Mia Kogan, senior point guard on the Katz Yeshiva High School girls basketball team, saw it differently: “A part of me wishes that girls could be involved.” 

Mia said she is grateful for the girls tournaments but that she would love to get the chance to play in a tournament at YU, especially since she is set to attend the university next year.

“YU really takes pride in this tournament and being able to host hundreds of students. So, just as the boys are given an opportunity to be showcased at YU and get involved with their possible future school, I wish that Stern had some sort of similar opportunities for the girls,” she explained.

What happened in the championship game?

Ranked the second seed out of 24 teams, Valley Torah High School (Los Angeles) took home the tier I championship trophy, beating New York City’s SAR Sting, the fifth seed, in a 56 to 48 win. It was Valley Torah’s second consecutive win in Sarachek.

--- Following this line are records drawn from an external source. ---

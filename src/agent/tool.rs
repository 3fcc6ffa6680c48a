//! Function-calling wire types.
//!
//! Provider-agnostic definitions and calls exchanged with the model. The
//! tools themselves live in [`crate::tools`].

use serde::{Deserialize, Serialize};

/// A tool definition that can be sent to an LLM for function-calling.
#[derive(Debug, Clone, Serialize, Deserialize)]
pub struct ToolDefinition {
    /// Tool name (must match a registered tool).
    pub name: String,
    /// Human-readable description of what the tool does.
    pub description: String,
    /// JSON Schema object describing the tool's parameters.
    pub parameters: serde_json::Value,
}

/// A tool call requested by the LLM.
#[derive(Debug, Clone, PartialEq, Eq, Serialize, Deserialize)]
pub struct ToolCall {
    /// Unique identifier for this call (assigned by the provider).
    pub id: String,
    /// Name of the tool to invoke.
    pub name: String,
    /// JSON-encoded arguments for the tool.
    pub arguments: String,
}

The SAR Sting maintained a steady lead for the first half of the championship game led by the dynamic offensive teamwork of Benny Neuwirth and Akiva Schanzer, even with commendable efforts from Johnny Dan and the rest of the Wolfpack. 

However, with help from Ethan List and Gabriel R’Bibo, Valley Torah were able to pull ahead in the second half of the game. Ariel Kohanteb set up a layup for R’Bibo layup as the final play of the game.

Dan and Mayouhas were named co-MVP’s of Tier I, the first time in the tournament’s 30-year history that the Sarachek committee has given the award to two players.